Because the SV 96 Total RNA Isolation System is used to isolate RNA from tissue culture cells and tissue lysates, we recommend using aerosol-resistant tips for this method to decrease the chance of contaminating samples with RNases. If your robotic platform uses fixed tips, be sure that the tips are washed thoroughly between pipetting steps. Also, if system liquid is used to perform pipetting steps, be sure to limit the exposure of samples to system liquid (a potential source of RNase contamination) during all pipetting steps by increasing the volume of leading air gaps that are used for pipetting.

This method uses vacuum filtration of samples for binding, washing, and elution. Make sure that the vacuum pump you are using is set to pull a vacuum of 15–20 inches Hg to ensure that a sufficient vacuum pressure is being used. Vacuum pressure less than 15 inches of Hg will result in reduced purified total RNA yield and purity and may cause column clogging when processing tissue lysates.
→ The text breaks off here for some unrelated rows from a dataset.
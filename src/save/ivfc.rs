//! IVFC hash-tree verification for saves.
//!
//! Saves carry five (pre-5.0) or six integrity levels: a master hash in
//! the header, intermediate hash levels in the meta-remapped area, and
//! the journaled data level. Block hashes are salted per level and get
//! the top bit of their last byte forced; an all-zero stored hash means
//! an all-zero block.

use binrw::prelude::*;

use crate::crypto;
use crate::error::{Error, HeaderKind, Result};

pub const IVFC_MAX_LEVEL: usize = 6;

const SALT_SOURCES: [&str; IVFC_MAX_LEVEL] = [
    "HierarchicalIntegrityVerificationStorage::Master",
    "HierarchicalIntegrityVerificationStorage::L1",
    "HierarchicalIntegrityVerificationStorage::L2",
    "HierarchicalIntegrityVerificationStorage::L3",
    "HierarchicalIntegrityVerificationStorage::L4",
    "HierarchicalIntegrityVerificationStorage::L5",
];

/// Verification verdict for a block; once set it never changes.
#[derive(Debug, Clone, Copy, PartialEq, Eq)]
pub enum Validity {
    Unchecked,
    Invalid,
    Valid,
}

#[binrw]
#[brw(little)]
#[derive(Debug, Clone)]
pub struct IvfcLevelHeader {
    pub logical_offset: u64,
    pub hash_data_size: u64,
    pub block_size_power: u32,
    pub _reserved: u32,
}

#[binrw]
#[brw(little, magic = b"IVFC")]
#[derive(Debug, Clone)]
pub struct IvfcSaveHeader {
    pub id: u32,
    pub master_hash_size: u32,
    pub num_levels: u32,
    #[br(count = IVFC_MAX_LEVEL)]
    #[brw(pad_size_to = 0x90)]
    pub level_headers: Vec<IvfcLevelHeader>,
    pub salt_source: [u8; 0x20],
}

/// Where a level's bytes come from.
#[derive(Debug, Clone, Copy, PartialEq, Eq)]
pub enum IvfcLevelKind {
    /// The master hash, read straight from the savefile header area.
    MasterBytes,
    /// Meta-remapped hash levels.
    MetaRemap,
    /// The journaled data level.
    Journal,
}

#[derive(Debug, Clone)]
pub struct IvfcLevelDesc {
    pub kind: IvfcLevelKind,
    /// For `MasterBytes` this is the absolute file offset of the hash.
    pub data_offset: u64,
    pub data_size: u64,
}

pub struct VerifyLevel {
    pub salt: [u8; 0x20],
    pub sector_size: u64,
    pub length: u64,
    pub validities: Vec<Validity>,
}

/// A built IVFC hierarchy with per-block validity tracking.
///
/// Actual byte access is delegated to the caller through a level-reader
/// callback, since levels pull from different storages of the save
/// stack.
pub struct IvfcVerify {
    pub levels: Vec<IvfcLevelDesc>,
    pub verify_levels: Vec<VerifyLevel>,
}

/// Reads `buf.len()` bytes of one IVFC level at `offset`.
pub type LevelReader<'a> = &'a mut dyn FnMut(&IvfcLevelDesc, u64, &mut [u8]) -> Result<()>;

impl IvfcVerify {
    /// Builds the hierarchy from a parsed IVFC header.
    ///
    /// `use_journal` routes the data level through the journal (the main
    /// data IVFC); the FAT IVFC keeps every level in the meta remap.
    pub fn build(
        header: &IvfcSaveHeader,
        master_hash_file_offset: u64,
        use_journal: bool,
    ) -> Result<Self> {
        let num_levels = header.num_levels as usize;
        if num_levels < 2 || num_levels > IVFC_MAX_LEVEL {
            return Err(Error::CorruptHeader(
                HeaderKind::Save,
                format!("invalid IVFC level count {num_levels}"),
            ));
        }

        let mut levels = vec![IvfcLevelDesc {
            kind: IvfcLevelKind::MasterBytes,
            data_offset: master_hash_file_offset,
            data_size: header.master_hash_size as u64,
        }];
        for i in 1..num_levels {
            let info = &header.level_headers[i - 1];
            let kind = if i == num_levels - 1 && use_journal {
                IvfcLevelKind::Journal
            } else {
                IvfcLevelKind::MetaRemap
            };
            levels.push(IvfcLevelDesc {
                kind,
                data_offset: info.logical_offset,
                data_size: info.hash_data_size,
            });
        }

        let mut verify_levels = Vec::with_capacity(num_levels - 1);
        for i in 1..num_levels {
            let info = &header.level_headers[i - 1];
            let sector_size = 1u64 << info.block_size_power;
            let length = levels[i].data_size;
            let sector_count = length.div_ceil(sector_size) as usize;
            verify_levels.push(VerifyLevel {
                salt: crypto::hmac_sha256(
                    SALT_SOURCES[i - 1].as_bytes(),
                    &header.salt_source,
                ),
                sector_size,
                length,
                validities: vec![Validity::Unchecked; sector_count],
            });
        }

        Ok(Self {
            levels,
            verify_levels,
        })
    }

    pub fn data_level(&self) -> &IvfcLevelDesc {
        self.levels.last().unwrap()
    }

    pub fn data_length(&self) -> u64 {
        self.verify_levels.last().unwrap().length
    }

    /// Reads at most one sector of a verify level.
    fn read_sector(
        &mut self,
        vidx: usize,
        offset: u64,
        buf: &mut [u8],
        verify: bool,
        read_level: LevelReader<'_>,
    ) -> Result<()> {
        let sector_size = self.verify_levels[vidx].sector_size;
        if buf.len() as u64 > sector_size {
            return Err(Error::InvalidArgument(
                "IVFC read exceeds sector size".to_string(),
            ));
        }

        let block_index = (offset / sector_size) as usize;
        if verify && self.verify_levels[vidx].validities[block_index] == Validity::Invalid {
            return Err(Error::HashMismatch {
                layer: "save-ivfc",
                offset,
            });
        }

        // Fetch the stored hash: from the next verify level up, or the
        // master bytes at the top. Parent fetches read the whole
        // containing sector so parent verification covers real content.
        let hash_pos = block_index as u64 * 0x20;
        let mut hash_buffer = [0u8; 0x20];
        if vidx > 0 {
            let parent_sector = self.verify_levels[vidx - 1].sector_size;
            let parent_length = self.verify_levels[vidx - 1].length;
            let sector_start = hash_pos - hash_pos % parent_sector;
            let to_read = parent_sector.min(parent_length - sector_start);
            let mut parent_buf = vec![0u8; to_read as usize];
            self.read_sector(vidx - 1, sector_start, &mut parent_buf, verify, read_level)?;
            let window = (hash_pos - sector_start) as usize;
            hash_buffer.copy_from_slice(&parent_buf[window..window + 0x20]);
        } else {
            let level = self.levels[0].clone();
            read_level(&level, hash_pos, &mut hash_buffer)?;
        }

        // All-zero hash: the block was never written.
        if hash_buffer == [0u8; 0x20] {
            buf.fill(0);
            self.verify_levels[vidx].validities[block_index] = Validity::Valid;
            return Ok(());
        }

        // Offsets handed to the reader are level-relative; the reader
        // adds the level's own base.
        let base = self.levels[vidx + 1].clone();
        read_level(&base, offset, buf)?;

        if !(verify && self.verify_levels[vidx].validities[block_index] == Validity::Unchecked) {
            return Ok(());
        }

        // Hash salt || sector, zero-padding short tail blocks.
        let mut data_buffer = vec![0u8; 0x20 + sector_size as usize];
        data_buffer[..0x20].copy_from_slice(&self.verify_levels[vidx].salt);
        data_buffer[0x20..0x20 + buf.len()].copy_from_slice(buf);
        let mut hash = crypto::sha256(&data_buffer);
        hash[0x1F] |= 0x80;

        let validity = if hash == hash_buffer {
            Validity::Valid
        } else {
            Validity::Invalid
        };
        self.verify_levels[vidx].validities[block_index] = validity;

        if validity == Validity::Invalid && verify {
            return Err(Error::HashMismatch {
                layer: "save-ivfc",
                offset,
            });
        }
        Ok(())
    }

    /// Reads from the data level, sector by sector.
    pub fn read_data(
        &mut self,
        offset: u64,
        buf: &mut [u8],
        verify: bool,
        read_level: LevelReader<'_>,
    ) -> Result<()> {
        if buf.is_empty() {
            return Ok(());
        }
        let vidx = self.verify_levels.len() - 1;
        let sector_size = self.verify_levels[vidx].sector_size;
        let length = self.verify_levels[vidx].length;
        if offset + buf.len() as u64 > length {
            return Err(Error::InvalidArgument(format!(
                "IVFC data read out of bounds (offset 0x{offset:X}, len 0x{:X})",
                buf.len()
            )));
        }

        let mut in_pos = offset;
        let mut out_pos = 0usize;
        while out_pos < buf.len() {
            let sector_pos = in_pos % sector_size;
            let avail = (sector_size - sector_pos).min(length - in_pos);
            let chunk = (avail as usize).min(buf.len() - out_pos);
            self.read_sector(
                vidx,
                in_pos,
                &mut buf[out_pos..out_pos + chunk],
                verify,
                read_level,
            )?;
            in_pos += chunk as u64;
            out_pos += chunk;
        }
        Ok(())
    }

    /// Sweeps every level, verifying all unchecked blocks. Returns the
    /// overall verdict.
    pub fn validate(&mut self, read_level: LevelReader<'_>) -> Result<Validity> {
        for vidx in 0..self.verify_levels.len() {
            let (sector_size, length) = {
                let level = &self.verify_levels[vidx];
                (level.sector_size, level.length)
            };
            let block_count = length.div_ceil(sector_size);

            for block in 0..block_count {
                if self.verify_levels[vidx].validities[block as usize] != Validity::Unchecked {
                    continue;
                }
                let to_read = sector_size.min(length - block * sector_size);
                let mut scratch = vec![0u8; to_read as usize];
                match self.read_sector(vidx, block * sector_size, &mut scratch, true, read_level)
                {
                    Ok(()) => {}
                    Err(Error::HashMismatch { .. }) => return Ok(Validity::Invalid),
                    Err(e) => return Err(e),
                }
            }
        }
        Ok(Validity::Valid)
    }
}
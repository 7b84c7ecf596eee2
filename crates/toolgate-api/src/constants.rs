//! API constants
//!
//! All routes are mounted under a single unversioned prefix.

/// Helper macro for constructing API paths with the base prefix at compile
/// time.
///
/// Usage: `api_path!("/organizations")` expands to `"/api/organizations"`.
#[macro_export]
macro_rules! api_path {
    ($path:expr) => {
        concat!("/api", $path)
    };
}
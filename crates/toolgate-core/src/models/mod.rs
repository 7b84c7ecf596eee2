//! Data models for the application
//!
//! This module contains all data structures used throughout the application,
//! organized by domain. Each sub-module represents a specific entity.

mod access_request;
mod audit_log;
mod invitation;
mod membership;
mod organization;
mod profile;
mod subscription;
mod tool;

// Re-export all models for convenient imports
pub use access_request::*;
pub use audit_log::*;
pub use invitation::*;
pub use membership::*;
pub use organization::*;
pub use profile::*;
pub use subscription::*;
pub use tool::*;
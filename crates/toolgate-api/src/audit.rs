//! Fire-and-forget audit recording.
//!
//! Audit writes ride on a spawned task so a failing insert can never roll
//! back or fail the primary operation. Failures are logged and swallowed.

use serde_json::Value;
use toolgate_core::models::NewAuditLog;
use toolgate_db::AuditLogRepository;
use uuid::Uuid;

#[derive(Clone)]
pub struct AuditRecorder {
    repository: AuditLogRepository,
}

impl AuditRecorder {
    pub fn new(repository: AuditLogRepository) -> Self {
        Self { repository }
    }

    /// Record an audit entry without blocking the caller. The write happens
    /// on a spawned task; a failure is logged at warn and otherwise ignored.
    pub fn record(
        &self,
        organization_id: Uuid,
        actor_id: Option<Uuid>,
        action: &str,
        resource_type: &str,
        resource_id: Option<Uuid>,
        metadata: Option<Value>,
    ) {
        let entry = NewAuditLog {
            organization_id,
            actor_id,
            action: action.to_string(),
            resource_type: resource_type.to_string(),
            resource_id,
            metadata,
        };
        let repository = self.repository.clone();
        tokio::spawn(async move {
            if let Err(err) = repository.insert(&entry).await {
                tracing::warn!(
                    action = %entry.action,
                    organization_id = %entry.organization_id,
                    error = %err,
                    "Failed to write audit log entry"
                );
            }
        });
    }
}
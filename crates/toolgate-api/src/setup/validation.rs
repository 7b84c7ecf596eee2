//! Startup configuration validation

use anyhow::Result;
use toolgate_core::Config;

/// Validate configuration before any services start.
pub fn validate_config(config: &Config) -> Result<()> {
    config.validate()?;
    Ok(())
}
DNase I Solution volumes provided in the SV 96 RNA Isolation Kit are limiting. Therefore, use exactly the recommended volumes described in this Automated Technical Bulletin. When performing the DNase I treatment of samples on the membrane of the SV 96 Binding Plate, be sure to pause 10 minutes to degrade genomic DNA before adding the SV DNase Stop Solution.

Following Wash #2, drying the Wizard* SV 96 Binding Plate for at least 3 additional minutes is critical to remove residual ethanol. This drying step may need to be extended for more than 3 minutes to make sure that all residual ethanol is removed. Ethanol contamination in the RNA eluate can inhibit downstream reactions such as RT-PCR.

The recommended elution volume for the SV 96 Total RNA Isolation System is 100µl resulting in approximately 60–70µl of eluted RNA. Decreases in elution volume will result in concomitant decreases in the volume of eluted material and RNA yield.

* All trademarks are the property of their respective owners. Where applicable, the PCR process is covered by patents owned by Roche Molecular Systems, Inc., and F. Hoffman-LaRoche, Ltd.